**Source material**
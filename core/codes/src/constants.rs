//! Protocol constants of the CodeBreaker V1 and V7 code encryption.

/// Reserved address that triggers a key change ("beefcode"). Bit 0 is masked
/// off before comparison; `BEEFC0DF` additionally requests a seed scramble.
pub const BEEFCODE: u32 = 0xBEEFC0DE;

/// Address of a single-line V7 option code, which consumes no further lines.
pub const OPTION_CODE: u32 = 0xFFFFFFFF;

/// V1 seed tables: XOR mask, additive address mask, additive value mask,
/// each indexed by the command nibble.
pub const V1_SEEDS: [[u32; 16]; 3] = [
    [
        0x0A0B8D9B, 0x0A0133F8, 0x0AF733EC, 0x0A15C574,
        0x0A50AC20, 0x0A920FB9, 0x0A599F0B, 0x0A4AA0E3,
        0x0A21C012, 0x0A906254, 0x0A31FD54, 0x0A091C0E,
        0x0A372B38, 0x0A6F266C, 0x0A61DD4A, 0x0A0DBF92,
    ],
    [
        0x00288596, 0x0037DD28, 0x003BEEF1, 0x000BC822,
        0x00BC935D, 0x00A139F2, 0x00E9BBF8, 0x00F57F7B,
        0x0090D704, 0x001814D4, 0x00C5848E, 0x005B83E7,
        0x00108CF7, 0x0046CE5A, 0x003A5BF4, 0x006FAFFC,
    ],
    [
        0x1DD9A10A, 0xB95AB9B0, 0x5CF5D328, 0x95FE7F10,
        0x8E2D6303, 0x16BB6286, 0xE389324C, 0x07AC6EA8,
        0xAA4811D8, 0x76CE4E18, 0xFE447516, 0xF9CD94D0,
        0x4C24DEDB, 0x68275C4E, 0x72494382, 0xC8AA88E8,
    ],
];

/// Default V7 seed tables, loaded on a full reset with a non-zero seed.
pub const DEFAULT_SEEDS: [[u8; 256]; 5] = [
    [
        0x84, 0x01, 0x21, 0xA4, 0xFA, 0x4D, 0x50, 0x8D, 0x75, 0x33, 0xC5, 0xF7, 0x4A, 0x6D, 0x7C, 0xA6,
        0x1C, 0xF8, 0x40, 0x18, 0xA1, 0xB3, 0xA2, 0xF9, 0x6A, 0x19, 0x63, 0x66, 0x29, 0xAE, 0x10, 0x75,
        0x84, 0x7D, 0xEC, 0x6A, 0xF9, 0x2D, 0x8E, 0x33, 0x44, 0x5C, 0x33, 0x6D, 0x78, 0x3E, 0x1B, 0x6C,
        0x02, 0xE0, 0x7D, 0x77, 0x1D, 0xB1, 0x61, 0x2A, 0xCD, 0xC1, 0x38, 0x53, 0x1F, 0xA1, 0x6E, 0x3D,
        0x03, 0x0D, 0x05, 0xDC, 0x50, 0x19, 0x85, 0x89, 0x9B, 0xF1, 0x8A, 0xC2, 0xD1, 0x5C, 0x22, 0xC4,
        0x11, 0x29, 0xF6, 0x13, 0xEC, 0x06, 0xE4, 0xBD, 0x08, 0x9E, 0xB7, 0x8D, 0x72, 0x92, 0x10, 0x3C,
        0x41, 0x4E, 0x81, 0x55, 0x08, 0x9C, 0xA3, 0xBC, 0xA1, 0x79, 0xB0, 0x7A, 0x94, 0x3A, 0x39, 0x95,
        0x7A, 0xC6, 0x96, 0x21, 0xB0, 0x07, 0x17, 0x5E, 0x53, 0x54, 0x08, 0xCF, 0x85, 0x6C, 0x4B, 0xBE,
        0x30, 0x82, 0xDD, 0x1D, 0x3A, 0x24, 0x3C, 0xB2, 0x67, 0x0C, 0x36, 0x03, 0x51, 0x60, 0x3F, 0x67,
        0xF1, 0xB2, 0x77, 0xDC, 0x12, 0x9D, 0x7B, 0xCE, 0x65, 0xF8, 0x75, 0xEA, 0x23, 0x63, 0x99, 0x54,
        0x37, 0xC0, 0x3C, 0x42, 0x77, 0x12, 0xB7, 0xCA, 0x54, 0xF1, 0x26, 0x1D, 0x1E, 0xD1, 0xAB, 0x2C,
        0xAF, 0xB6, 0x91, 0x2E, 0xBD, 0x84, 0x0B, 0xF2, 0x1A, 0x1E, 0x26, 0x1E, 0x00, 0x12, 0xB7, 0x77,
        0xD6, 0x61, 0x1C, 0xCE, 0xA9, 0x10, 0x19, 0xAA, 0x88, 0xE6, 0x35, 0x29, 0x32, 0x5F, 0x57, 0xA7,
        0x94, 0x93, 0xA1, 0x2B, 0xEB, 0x9B, 0x17, 0x2A, 0xAA, 0x60, 0xD5, 0x19, 0xB2, 0x4E, 0x5A, 0xE2,
        0xC9, 0x4A, 0x00, 0x68, 0x6E, 0x59, 0x36, 0xA6, 0xA0, 0xF9, 0x19, 0xA2, 0xC7, 0xC9, 0xD4, 0x29,
        0x5C, 0x99, 0x3C, 0x5C, 0xE2, 0xCB, 0x94, 0x40, 0x8B, 0xF4, 0x3B, 0xD2, 0x38, 0x7D, 0xBF, 0xD0,
    ],
    [
        0xCC, 0x6D, 0x5D, 0x0B, 0x70, 0x25, 0x5D, 0x68, 0xFE, 0xBE, 0x6C, 0x3F, 0xA4, 0xD9, 0x95, 0x5F,
        0x30, 0xAE, 0x34, 0x39, 0x00, 0x89, 0xDC, 0x5A, 0xC8, 0x82, 0x24, 0x3A, 0xFC, 0xDA, 0x3C, 0x1F,
        0x73, 0x3F, 0x63, 0xAA, 0x53, 0xBD, 0x4E, 0xB5, 0x33, 0x48, 0x59, 0xC1, 0xB7, 0xE0, 0x0C, 0x99,
        0xEC, 0x3B, 0x32, 0x26, 0xB3, 0xB1, 0xE2, 0x8E, 0x54, 0x41, 0x55, 0xDB, 0x1D, 0x90, 0x0B, 0x48,
        0xF3, 0x3F, 0xCA, 0x1F, 0x19, 0xEB, 0x7F, 0x56, 0x52, 0xD7, 0x20, 0x67, 0x59, 0x4F, 0x4E, 0xDC,
        0xBB, 0x6A, 0x8E, 0x45, 0x88, 0x0B, 0x93, 0xAC, 0xCD, 0x0E, 0x29, 0x18, 0x7A, 0x16, 0x8D, 0x8D,
        0xC2, 0x88, 0x6A, 0x9D, 0x39, 0xF4, 0x93, 0x14, 0xCD, 0xE0, 0x6B, 0xC7, 0x28, 0x21, 0x5C, 0x97,
        0x70, 0x7C, 0xAB, 0x53, 0x46, 0x33, 0x03, 0x18, 0xDF, 0x91, 0xFE, 0x06, 0xC0, 0xFF, 0xA2, 0x58,
        0xF3, 0xB0, 0x6B, 0x9B, 0x71, 0x91, 0x23, 0xDA, 0x92, 0x67, 0x14, 0x34, 0x9F, 0xA5, 0xAF, 0x65,
        0x62, 0xE8, 0x7F, 0x79, 0x35, 0x32, 0x29, 0x3E, 0x4F, 0xDC, 0xC7, 0x8E, 0xF1, 0x21, 0x9D, 0x3B,
        0x61, 0xFC, 0x0B, 0x02, 0xEC, 0xE4, 0xA7, 0xEA, 0x77, 0xE7, 0x21, 0x63, 0x97, 0x7F, 0x23, 0x8A,
        0x8B, 0xBE, 0x4E, 0x90, 0xC0, 0x89, 0x04, 0x44, 0x90, 0x57, 0x41, 0xB5, 0x74, 0xAD, 0xB1, 0xE9,
        0xF3, 0x91, 0xC7, 0x27, 0x3E, 0x00, 0x81, 0x99, 0xEE, 0x38, 0xF5, 0x32, 0x4F, 0x27, 0x4F, 0x64,
        0x39, 0x3D, 0xD3, 0x0B, 0x99, 0xD5, 0x99, 0xD6, 0x10, 0x4B, 0x43, 0x17, 0x38, 0x34, 0x54, 0x63,
        0x19, 0x36, 0xBD, 0x15, 0xB1, 0x06, 0x1E, 0xDE, 0x1B, 0xAF, 0xEB, 0xFA, 0x56, 0xB8, 0x8D, 0x9D,
        0x14, 0x1A, 0xA6, 0x49, 0x56, 0x19, 0xCA, 0xC1, 0x40, 0x6D, 0x71, 0xDE, 0x68, 0xC1, 0xC3, 0x4A,
    ],
    [
        0x69, 0x31, 0x5C, 0xAB, 0x7F, 0x5B, 0xE9, 0x81, 0x32, 0x58, 0x32, 0x0A, 0x97, 0xF3, 0xC7, 0xCF,
        0xBB, 0x1D, 0xCF, 0x0E, 0x83, 0x35, 0x4C, 0x58, 0xCE, 0xF7, 0x8A, 0xE4, 0xB0, 0xE4, 0x83, 0x48,
        0x81, 0x77, 0x7C, 0x3F, 0xBC, 0x27, 0x3A, 0x1B, 0xA4, 0xE9, 0x06, 0xA4, 0x15, 0xAB, 0x90, 0x10,
        0x7D, 0x74, 0xDA, 0xFC, 0x36, 0x09, 0xCC, 0xF7, 0x12, 0xB6, 0xF4, 0x94, 0xE9, 0x8B, 0x6A, 0x3B,
        0x5E, 0x71, 0x46, 0x3E, 0x0B, 0x78, 0xAD, 0x3B, 0x94, 0x5B, 0x89, 0x85, 0xA3, 0xE0, 0x01, 0xEB,
        0x84, 0x41, 0xAA, 0xD7, 0xB3, 0x17, 0x16, 0xC3, 0x6C, 0xB1, 0x81, 0x73, 0xEC, 0xE4, 0x6E, 0x09,
        0x56, 0xEE, 0x7A, 0xF6, 0x75, 0x6A, 0x73, 0x95, 0x8D, 0xDA, 0x51, 0x63, 0x8B, 0xBB, 0xE0, 0x4D,
        0xF8, 0xA0, 0x27, 0xF2, 0x9F, 0xC8, 0x15, 0x5A, 0x23, 0x85, 0x58, 0x04, 0x4A, 0x57, 0x28, 0x20,
        0x6D, 0x9D, 0x85, 0x83, 0x3C, 0xBF, 0x02, 0xB0, 0x96, 0xE8, 0x73, 0x6F, 0x20, 0x6E, 0xB0, 0xE4,
        0xC6, 0xFA, 0x71, 0xA6, 0x5D, 0xC5, 0xA0, 0xA3, 0xF8, 0x5C, 0x99, 0xCB, 0x9C, 0x04, 0x3A, 0xB2,
        0x04, 0x8D, 0xA2, 0x9D, 0x32, 0xF0, 0xBD, 0xAA, 0xEA, 0x81, 0x79, 0xE2, 0xA1, 0xBA, 0x89, 0x12,
        0xD5, 0x9F, 0x81, 0xEB, 0x63, 0xE7, 0xE5, 0xD4, 0xE9, 0x0E, 0x30, 0xBC, 0xCB, 0x70, 0xDD, 0x51,
        0x77, 0xC0, 0x80, 0xB3, 0x49, 0x03, 0x9A, 0xB8, 0x8C, 0xA7, 0x63, 0x62, 0x8F, 0x72, 0x5C, 0xA6,
        0xA0, 0xCF, 0x4F, 0xB4, 0x86, 0xFD, 0x49, 0xFA, 0x4A, 0x85, 0xDB, 0xFE, 0x61, 0xB7, 0x3A, 0xD7,
        0x83, 0x70, 0x57, 0x49, 0x83, 0xA7, 0x10, 0x73, 0x74, 0x37, 0x87, 0xFD, 0x6B, 0x28, 0xB7, 0x31,
        0x1E, 0x54, 0x1C, 0xE9, 0xD0, 0xB1, 0xCA, 0x76, 0x3B, 0x21, 0xF7, 0x67, 0xBB, 0x48, 0x69, 0x39,
    ],
    [
        0x8D, 0xD1, 0x8C, 0x7B, 0x83, 0x8C, 0xA8, 0x18, 0xA7, 0x4A, 0x14, 0x03, 0x88, 0xB3, 0xCE, 0x74,
        0xBF, 0x5B, 0x87, 0x67, 0xA7, 0x85, 0x6B, 0x62, 0x96, 0x7C, 0xA9, 0xA6, 0xF6, 0x9E, 0xF4, 0x73,
        0xC5, 0xC4, 0xB0, 0x2B, 0x73, 0x2E, 0x36, 0x77, 0xDF, 0xBA, 0x57, 0xFF, 0x7F, 0xE9, 0x84, 0xE1,
        0x8D, 0x7B, 0xA2, 0xEF, 0x4F, 0x10, 0xF3, 0xD3, 0xE8, 0xB4, 0xBA, 0x20, 0x28, 0x79, 0x18, 0xD6,
        0x0F, 0x1C, 0xAA, 0xBD, 0x0E, 0x45, 0xF7, 0x6C, 0x68, 0xB9, 0x29, 0x40, 0x1A, 0xCF, 0xB6, 0x0A,
        0x13, 0xF8, 0xC0, 0x9C, 0x87, 0x10, 0x36, 0x14, 0x73, 0xA1, 0x75, 0x27, 0x14, 0x55, 0xAF, 0x78,
        0x9A, 0x08, 0xC9, 0x05, 0xF2, 0xEC, 0x24, 0x1B, 0x07, 0x4A, 0xDC, 0xF6, 0x48, 0xC6, 0x25, 0xCD,
        0x12, 0x1D, 0xAF, 0x51, 0x8F, 0xE9, 0xCA, 0x2C, 0x80, 0x57, 0x78, 0xB7, 0x96, 0x07, 0x19, 0x77,
        0x6E, 0x16, 0x45, 0x47, 0x8E, 0x9C, 0x18, 0x55, 0xF1, 0x72, 0xB3, 0x8A, 0xEA, 0x4E, 0x8D, 0x90,
        0x2E, 0xBC, 0x08, 0xAC, 0xF6, 0xA0, 0x5C, 0x16, 0xE3, 0x7A, 0xEE, 0x67, 0xB8, 0x58, 0xDC, 0x16,
        0x40, 0xED, 0xF9, 0x18, 0xB3, 0x0E, 0xD8, 0xEE, 0xE1, 0xFA, 0xC3, 0x9F, 0x82, 0x99, 0x32, 0x41,
        0x34, 0xBE, 0xC9, 0x50, 0x36, 0xE5, 0x66, 0xAA, 0x0D, 0x43, 0xF0, 0x3F, 0x26, 0x7C, 0xF3, 0x87,
        0x26, 0xA4, 0xF5, 0xF8, 0xA0, 0x32, 0x46, 0x74, 0x2E, 0x5A, 0xE2, 0xE7, 0x6B, 0x02, 0xA8, 0xD0,
        0xCF, 0xB8, 0x33, 0x15, 0x3B, 0x4F, 0xC7, 0x7A, 0xE8, 0x3D, 0x75, 0xD2, 0xFE, 0x42, 0x22, 0x22,
        0xA8, 0x21, 0x33, 0xFB, 0xB0, 0x87, 0x92, 0x99, 0xCA, 0xD7, 0xD7, 0x88, 0xAC, 0xE4, 0x75, 0x83,
        0x56, 0xBF, 0xCE, 0xED, 0x4F, 0xF6, 0x22, 0x07, 0xCA, 0xBC, 0xD2, 0xEF, 0x1B, 0x75, 0xD6, 0x2D,
    ],
    [
        0xD2, 0x4F, 0x76, 0x51, 0xEB, 0xA1, 0xAD, 0x84, 0xD6, 0x19, 0xE6, 0x97, 0xD9, 0xD3, 0x58, 0x6B,
        0xFB, 0xB8, 0x20, 0xFD, 0x49, 0x56, 0x1B, 0x50, 0x61, 0x10, 0x57, 0xB8, 0x78, 0x07, 0xC1, 0x4A,
        0xA2, 0xEA, 0x47, 0x80, 0x00, 0x4A, 0xB3, 0x4E, 0x6F, 0x1A, 0xC1, 0xD5, 0x22, 0xF8, 0x54, 0x2F,
        0x33, 0xE5, 0x7F, 0xB4, 0x13, 0x02, 0xA3, 0xA1, 0x8B, 0x1C, 0x6F, 0x19, 0xD6, 0x42, 0xB3, 0x24,
        0x4B, 0x04, 0x30, 0x10, 0x02, 0x23, 0x6F, 0x10, 0x03, 0x4B, 0x0E, 0x33, 0x55, 0x22, 0xA4, 0x78,
        0xEC, 0xD2, 0x4A, 0x11, 0x8B, 0xFC, 0xFF, 0x14, 0x7A, 0xED, 0x06, 0x47, 0x86, 0xFC, 0xF0, 0x03,
        0x0F, 0x75, 0x07, 0xE4, 0x9A, 0xD3, 0xBB, 0x0D, 0x97, 0x1F, 0x6F, 0x80, 0x62, 0xA6, 0x9E, 0xC6,
        0xB1, 0x10, 0x81, 0xA1, 0x6D, 0x55, 0x0F, 0x9E, 0x1B, 0xB7, 0xF5, 0xDC, 0x62, 0xA8, 0x63, 0x58,
        0xCF, 0x2F, 0x6A, 0xAD, 0x5E, 0xD3, 0x3F, 0xBD, 0x8D, 0x9B, 0x2A, 0x8B, 0xDF, 0x60, 0xB9, 0xAF,
        0xAA, 0x70, 0xB4, 0xA8, 0x17, 0x99, 0x72, 0xB9, 0x88, 0x9D, 0x3D, 0x2A, 0x11, 0x87, 0x1E, 0xF3,
        0x9D, 0x33, 0x8D, 0xED, 0x52, 0x60, 0x36, 0x71, 0xFF, 0x7B, 0x37, 0x84, 0x3D, 0x27, 0x9E, 0xD9,
        0xDF, 0x58, 0xF7, 0xC2, 0x58, 0x0C, 0x9D, 0x5E, 0xEE, 0x23, 0x83, 0x70, 0x3F, 0x95, 0xBC, 0xF5,
        0x42, 0x86, 0x91, 0x5B, 0x3F, 0x77, 0x31, 0xD2, 0xB7, 0x09, 0x59, 0x53, 0xF5, 0xF2, 0xE5, 0xF1,
        0xDC, 0x92, 0x83, 0x14, 0xC1, 0xA2, 0x25, 0x62, 0x13, 0xFD, 0xD4, 0xC5, 0x54, 0x9D, 0x9C, 0x27,
        0x6C, 0xC2, 0x75, 0x8B, 0xBC, 0xC7, 0x4E, 0x0A, 0xF6, 0x5C, 0x2F, 0x12, 0x8E, 0x25, 0xBB, 0xF2,
        0x5F, 0x89, 0xAA, 0xEA, 0xD9, 0xCD, 0x05, 0x74, 0x20, 0xD6, 0x17, 0xED, 0xF0, 0x66, 0x6C, 0x7B,
    ],
];

/// Default 20-byte ARCFOUR key, as five little-endian words.
pub const DEFAULT_KEY: [u32; 5] = [0xD0DBA9D7, 0x13A0A96C, 0x80410DF0, 0x2CCDBE1F, 0xE570A86B];

/// 64-bit RSA modulus `n = 2^64 - 11 = 5 * 2551 * 1446236305269271`.
pub const RSA_MODULUS: u64 = 0xFFFFFFFFFFFFFFF5;

/// Decryption exponent `d`.
pub const RSA_DEC_KEY: u64 = 11;

/// Encryption exponent `e = d^-1 mod phi(n)`, with
/// `phi(n) = 4 * 2550 * 1446236305269270 = 14751610313746554000`.
pub const RSA_ENC_KEY: u64 = 2682110966135737091;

**Your assignment**
Nothing but the lines from the first line of the listing above through the line holding "0 is masked" should be reproduced, and each must match exactly.

**Output**
filename core/codes/src/constants.rs
//! Protocol constants of the CodeBreaker V1 and V7 code encryption.

/// Reserved address that triggers a key change ("beefcode"). Bit 0 is masked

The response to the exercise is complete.